[Exercise directions]:
Once the line with "pub use message::CloudEvent;" is found in the data, output it and each following line exactly, up to and including the line with "repository 590b924c1c2a8330", and nothing before or after.

[Material provided]:

^^^^^^^^

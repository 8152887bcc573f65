//! Message Bus with NATS support
//!
//! Provides pub/sub messaging with:
//! - CloudEvents envelopes in structured JSON mode
//! - JetStream durable pull consumers with explicit ack/nak/term
//! - Bounded concurrent dispatch and graceful shutdown
//! - Retry logic with exponential backoff
//! - Observability via Prometheus metrics

#![forbid(unsafe_code)]
#![warn(rust_2018_idioms)]

pub mod client;
pub mod error;
pub mod message;
pub mod metrics;
pub mod publisher;
pub mod subscriber;
pub mod types;

pub use client::{NatsClient, NatsConfig};
pub use error::{Error, Result};
pub use message::CloudEvent;
pub use publisher::{EventPublisher, Publisher, PublisherConfig};
pub use subscriber::{MessageHandler, Subscriber, SubscriberConfig};
pub use types::Disposition;
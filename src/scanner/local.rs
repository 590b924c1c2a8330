//! Local address discovery

use std::net::{IpAddr, Ipv4Addr, UdpSocket};

/// Primary IPv4 address of this machine.
///
/// Connecting a UDP socket only selects a route; no packet leaves the host.
pub fn get_local_ip() -> Option<Ipv4Addr> {
    let socket = UdpSocket::bind("0.0.0.0:0").ok()?;
    socket.connect("8.8.8.8:80").ok()?;

    match socket.local_addr().ok()?.ip() {
        IpAddr::V4(ip) if !ip.is_unspecified() => Some(ip),
        _ => None,
    }
}

/// The /24 that contains `ip`, in CIDR notation
pub fn subnet_of(ip: Ipv4Addr) -> String {
    let [a, b, c, _] = ip.octets();
    format!("{}.{}.{}.0/24", a, b, c)
}

/// Scan target used when none is given: the local /24
pub fn default_target() -> Option<String> {
    let ip = get_local_ip()?;
    log::info!("Local address {} selected for default target", ip);
    Some(subnet_of(ip))
}

#[cfg(test)]
mod tests {
    use super::*;

    #[test]
    fn test_subnet_of() {
        assert_eq!(subnet_of(Ipv4Addr::new(192, 168, 1, 37)), "192.168.1.0/24");
        assert_eq!(subnet_of(Ipv4Addr::new(10, 20, 30, 40)), "10.20.30.0/24");
    }
}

^^^^^^^^

[Exercise solution]:
pub use message::CloudEvent;
pub use publisher::{EventPublisher, Publisher, PublisherConfig};
pub use subscriber::{MessageHandler, Subscriber, SubscriberConfig};
pub use types::Disposition;
filename src/scanner/local.rs
repository 590b924c1c2a8330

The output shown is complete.